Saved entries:
----
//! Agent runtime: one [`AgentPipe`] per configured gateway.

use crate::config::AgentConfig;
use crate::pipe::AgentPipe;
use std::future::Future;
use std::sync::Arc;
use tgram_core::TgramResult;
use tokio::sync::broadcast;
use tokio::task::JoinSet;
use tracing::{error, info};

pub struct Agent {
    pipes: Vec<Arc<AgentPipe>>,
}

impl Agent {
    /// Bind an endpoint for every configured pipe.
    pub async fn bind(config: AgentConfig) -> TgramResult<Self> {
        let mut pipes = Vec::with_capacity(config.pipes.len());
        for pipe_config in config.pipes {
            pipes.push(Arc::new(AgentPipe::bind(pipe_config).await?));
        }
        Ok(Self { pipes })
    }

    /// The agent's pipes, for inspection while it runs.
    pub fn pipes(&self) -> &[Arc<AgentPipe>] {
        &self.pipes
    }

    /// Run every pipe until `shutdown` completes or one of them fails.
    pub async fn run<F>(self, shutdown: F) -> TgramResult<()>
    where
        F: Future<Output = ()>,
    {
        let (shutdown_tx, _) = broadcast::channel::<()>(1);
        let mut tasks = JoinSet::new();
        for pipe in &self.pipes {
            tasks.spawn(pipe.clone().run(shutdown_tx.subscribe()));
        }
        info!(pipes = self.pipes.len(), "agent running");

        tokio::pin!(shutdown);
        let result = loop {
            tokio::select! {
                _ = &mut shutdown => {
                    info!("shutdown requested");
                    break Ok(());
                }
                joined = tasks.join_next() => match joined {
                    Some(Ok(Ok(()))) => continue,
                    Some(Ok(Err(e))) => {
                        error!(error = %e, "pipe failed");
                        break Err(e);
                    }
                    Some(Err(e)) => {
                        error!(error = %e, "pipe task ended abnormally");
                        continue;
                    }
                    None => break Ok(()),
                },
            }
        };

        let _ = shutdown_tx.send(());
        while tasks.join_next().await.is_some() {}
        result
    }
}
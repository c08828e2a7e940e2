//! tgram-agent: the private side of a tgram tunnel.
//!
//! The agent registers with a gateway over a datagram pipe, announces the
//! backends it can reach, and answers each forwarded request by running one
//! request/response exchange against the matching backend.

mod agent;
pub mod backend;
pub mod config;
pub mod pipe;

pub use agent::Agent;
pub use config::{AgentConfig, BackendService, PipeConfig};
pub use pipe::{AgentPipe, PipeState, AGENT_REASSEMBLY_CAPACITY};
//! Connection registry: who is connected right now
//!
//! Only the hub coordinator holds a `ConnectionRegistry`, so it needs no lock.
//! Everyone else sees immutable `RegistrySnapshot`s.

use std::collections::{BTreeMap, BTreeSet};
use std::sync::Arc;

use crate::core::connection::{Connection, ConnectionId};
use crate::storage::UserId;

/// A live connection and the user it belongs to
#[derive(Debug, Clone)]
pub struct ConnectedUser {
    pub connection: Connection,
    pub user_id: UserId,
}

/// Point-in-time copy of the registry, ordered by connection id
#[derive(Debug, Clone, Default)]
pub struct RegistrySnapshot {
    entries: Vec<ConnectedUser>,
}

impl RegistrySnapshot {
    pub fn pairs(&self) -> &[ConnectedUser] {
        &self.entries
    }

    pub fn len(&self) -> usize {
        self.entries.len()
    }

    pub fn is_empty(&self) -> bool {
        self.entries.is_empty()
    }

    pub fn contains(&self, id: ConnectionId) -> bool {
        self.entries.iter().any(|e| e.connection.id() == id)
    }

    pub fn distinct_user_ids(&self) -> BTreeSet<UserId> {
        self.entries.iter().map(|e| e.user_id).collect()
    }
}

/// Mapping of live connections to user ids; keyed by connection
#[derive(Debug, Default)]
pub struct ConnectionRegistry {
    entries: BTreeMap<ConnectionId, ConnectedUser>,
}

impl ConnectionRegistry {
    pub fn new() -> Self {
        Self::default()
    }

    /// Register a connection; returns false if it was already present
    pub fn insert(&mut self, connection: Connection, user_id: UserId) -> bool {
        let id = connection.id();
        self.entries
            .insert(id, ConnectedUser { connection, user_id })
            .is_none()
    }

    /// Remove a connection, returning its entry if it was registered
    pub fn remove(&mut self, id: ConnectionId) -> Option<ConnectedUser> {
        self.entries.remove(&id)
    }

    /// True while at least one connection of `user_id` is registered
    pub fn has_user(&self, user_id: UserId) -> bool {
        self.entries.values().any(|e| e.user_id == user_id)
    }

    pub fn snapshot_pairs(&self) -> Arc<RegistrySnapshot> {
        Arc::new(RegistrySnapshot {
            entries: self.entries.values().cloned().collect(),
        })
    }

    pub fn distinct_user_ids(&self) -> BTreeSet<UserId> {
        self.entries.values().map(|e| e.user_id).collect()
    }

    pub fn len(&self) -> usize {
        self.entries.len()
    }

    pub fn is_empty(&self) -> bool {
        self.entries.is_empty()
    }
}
----
TRY IT: All lines of the entries above where "bool" turns up should be reported.

FINAL ANSWER:
    pub fn is_empty(&self) -> bool {
    pub fn contains(&self, id: ConnectionId) -> bool {
    pub fn insert(&mut self, connection: Connection, user_id: UserId) -> bool {
    pub fn has_user(&self, user_id: UserId) -> bool {
    pub fn is_empty(&self) -> bool {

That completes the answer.